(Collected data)
- - - - - - -

//! Operator CLI.

pub mod check;
pub mod command;
pub mod history;
pub mod output;
pub mod pass;
pub mod paths;
pub mod run;
pub mod targets;

use std::path::Path;

use command::{CheckCommand, Cli, ColorChoice, Commands, LogArgs};
use output::OutputConfig;

use crate::error::Result;
use crate::infrastructure::config::settings::Config;

/// Dispatch a parsed command line.
pub async fn execute(cli: Cli) -> Result<()> {
    output::configure(OutputConfig::new(cli.json, cli.quiet, cli.verbose));
    match cli.color {
        ColorChoice::Always => owo_colors::set_override(true),
        ColorChoice::Never => owo_colors::set_override(false),
        ColorChoice::Auto => {}
    }

    match cli.command {
        Commands::Run(args) => run::execute(&args).await,
        Commands::Pass(args) => pass::execute(&args).await,
        Commands::Check(CheckCommand::Config(args)) => check::config::execute(&args.config),
        Commands::Check(CheckCommand::Health(args)) => check::health::execute(&args.config),
        Commands::Targets(command) => targets::execute(&command),
        Commands::History(args) => history::execute(&args),
    }
}

/// Load the config file named on the command line.
#[allow(clippy::result_large_err)]
pub(crate) fn load_config(path: &Path) -> Result<Config> {
    Config::load(path)
}

/// Apply `--log-level` / `--json-logs` and start the subscriber.
pub(crate) fn init_logging(config: &mut Config, logs: &LogArgs) {
    if let Some(level) = &logs.log_level {
        config.logging.level.clone_from(level);
    }
    if logs.json_logs {
        config.logging.format = "json".to_string();
    }
    config.init_logging();
}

- - - - - - -

▸ **TASK STATEMENT**
Scan the records for the word "execute". Copy each line where it turns up.

▸ **SOLVED EXERCISE**
pub async fn execute(cli: Cli) -> Result<()> {
        Commands::Run(args) => run::execute(&args).await,
        Commands::Pass(args) => pass::execute(&args).await,
        Commands::Check(CheckCommand::Config(args)) => check::config::execute(&args.config),
        Commands::Check(CheckCommand::Health(args)) => check::health::execute(&args.config),
        Commands::Targets(command) => targets::execute(&command),
        Commands::History(args) => history::execute(&args),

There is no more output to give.